▶ _Work required_
Repeat exactly the lines below that lie between the line with "let end = end_time(start, duration_minutes)?;" and the line with "pub fn overlaps(&self, other: &Interval)", counting both of those lines as part of the answer.

Dataset entries
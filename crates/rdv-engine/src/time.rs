//! Wall-clock time-of-day arithmetic and half-open intervals.
//!
//! Times are held as minutes since midnight so that comparisons are plain
//! integer comparisons, never string or locale comparisons. `24:00` is a
//! valid value but only makes sense as the end of an interval.

use std::fmt;
use std::str::FromStr;

use serde::{Deserialize, Serialize};

use crate::error::{RdvError, Result};

/// Minutes in one calendar day; also the numeric value of `24:00`.
pub const MINUTES_PER_DAY: u16 = 24 * 60;

/// A local wall-clock time of day, `00:00` through `24:00`.
#[derive(Debug, Clone, Copy, PartialEq, Eq, PartialOrd, Ord, Hash, Serialize, Deserialize)]
#[serde(try_from = "String", into = "String")]
pub struct TimeOfDay(u16);

impl TimeOfDay {
    pub const MIDNIGHT: TimeOfDay = TimeOfDay(0);
    pub const END_OF_DAY: TimeOfDay = TimeOfDay(MINUTES_PER_DAY);

    /// Build from hour and minute. `(24, 0)` is accepted as end of day.
    pub fn from_hm(hour: u16, minute: u16) -> Result<Self> {
        if minute > 59 || hour > 24 || (hour == 24 && minute != 0) {
            return Err(RdvError::InvalidTime(format!("{:02}:{:02}", hour, minute)));
        }
        Ok(Self(hour * 60 + minute))
    }

    /// Unchecked constructor for compile-time constants.
    pub(crate) const fn hm(hour: u16, minute: u16) -> Self {
        Self(hour * 60 + minute)
    }

    pub fn from_minutes(minutes: u16) -> Result<Self> {
        if minutes > MINUTES_PER_DAY {
            return Err(RdvError::InvalidTime(format!("{} minutes", minutes)));
        }
        Ok(Self(minutes))
    }

    pub fn minutes(self) -> u16 {
        self.0
    }

    pub fn hour(self) -> u16 {
        self.0 / 60
    }

    pub fn minute(self) -> u16 {
        self.0 % 60
    }
}

impl fmt::Display for TimeOfDay {
    fn fmt(&self, f: &mut fmt::Formatter<'_>) -> fmt::Result {
        write!(f, "{:02}:{:02}", self.hour(), self.minute())
    }
}

impl FromStr for TimeOfDay {
    type Err = RdvError;

    /// Parse a strict 24-hour `"HH:MM"` string.
    fn from_str(s: &str) -> Result<Self> {
        let invalid = || RdvError::InvalidTime(s.to_string());
        let bytes = s.as_bytes();
        if bytes.len() != 5 || bytes[2] != b':' {
            return Err(invalid());
        }
        let digits = [bytes[0], bytes[1], bytes[3], bytes[4]];
        if !digits.iter().all(u8::is_ascii_digit) {
            return Err(invalid());
        }
        let hour = u16::from(digits[0] - b'0') * 10 + u16::from(digits[1] - b'0');
        let minute = u16::from(digits[2] - b'0') * 10 + u16::from(digits[3] - b'0');
        Self::from_hm(hour, minute).map_err(|_| invalid())
    }
}

impl TryFrom<String> for TimeOfDay {
    type Error = RdvError;

    fn try_from(value: String) -> Result<Self> {
        value.parse()
    }
}

impl From<TimeOfDay> for String {
    fn from(t: TimeOfDay) -> Self {
        t.to_string()
    }
}

/// Compute the end of an appointment from its start and duration.
///
/// A zero duration is an empty interval and is rejected. A result past
/// `24:00` is rejected as well: appointments never wrap into the next day.
pub fn end_time(start: TimeOfDay, duration_minutes: u32) -> Result<TimeOfDay> {
    if duration_minutes == 0 {
        return Err(RdvError::InvalidInterval {
            start: start.to_string(),
            end: start.to_string(),
        });
    }
    let end = u32::from(start.minutes()) + duration_minutes;
    if end > u32::from(MINUTES_PER_DAY) {
        return Err(RdvError::CrossesMidnight {
            start: start.to_string(),
            duration_minutes,
        });
    }
    // end <= 1440 here, so the narrowing cannot truncate.
    Ok(TimeOfDay(end as u16))
}

/// A half-open `[start, end)` span within one day.
#[derive(Debug, Clone, Copy, PartialEq, Eq, Hash, Serialize)]
pub struct Interval {
    start: TimeOfDay,
    end: TimeOfDay,
}

impl Interval {
    /// Returns `InvalidInterval` unless `start < end`.
    pub fn new(start: TimeOfDay, end: TimeOfDay) -> Result<Self> {
        if end <= start {
            return Err(RdvError::InvalidInterval {
                start: start.to_string(),
                end: end.to_string(),
            });
        }
        Ok(Self { start, end })
    }

    /// Interval starting at `start` and lasting `duration_minutes`.
    pub fn from_duration(start: TimeOfDay, duration_minutes: u32) -> Result<Self> {
        let end = end_time(start, duration_minutes)?;
        Self::new(start, end)
    }

    pub fn start(&self) -> TimeOfDay {
        self.start
    }

    pub fn end(&self) -> TimeOfDay {
        self.end
    }

    pub fn duration_minutes(&self) -> u32 {
        u32::from(self.end.minutes() - self.start.minutes())
    }

    /// Half-open overlap: `s1 < e2 && e1 > s2`.
    ///
    /// Touching intervals, where one ends exactly when the other starts,
    /// do not overlap.
    pub fn overlaps(&self, other: &Interval) -> bool {
        self.start < other.end && self.end > other.start
    }

    /// Length of the shared span in minutes, 0 when disjoint.
    pub fn overlap_minutes(&self, other: &Interval) -> u32 {
        if !self.overlaps(other) {
            return 0;
        }
        let start = self.start.max(other.start);
        let end = self.end.min(other.end);
        u32::from(end.minutes() - start.minutes())
    }
}

impl fmt::Display for Interval {
    fn fmt(&self, f: &mut fmt::Formatter<'_>) -> fmt::Result {
        write!(f, "{}-{}", self.start, self.end)
    }
}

▶ _Answer for this exercise_
        let end = end_time(start, duration_minutes)?;
        Self::new(start, end)
    }

    pub fn start(&self) -> TimeOfDay {
        self.start
    }

    pub fn end(&self) -> TimeOfDay {
        self.end
    }

    pub fn duration_minutes(&self) -> u32 {
        u32::from(self.end.minutes() - self.start.minutes())
    }

    /// Half-open overlap: `s1 < e2 && e1 > s2`.
    ///
    /// Touching intervals, where one ends exactly when the other starts,
    /// do not overlap.
    pub fn overlaps(&self, other: &Interval) -> bool {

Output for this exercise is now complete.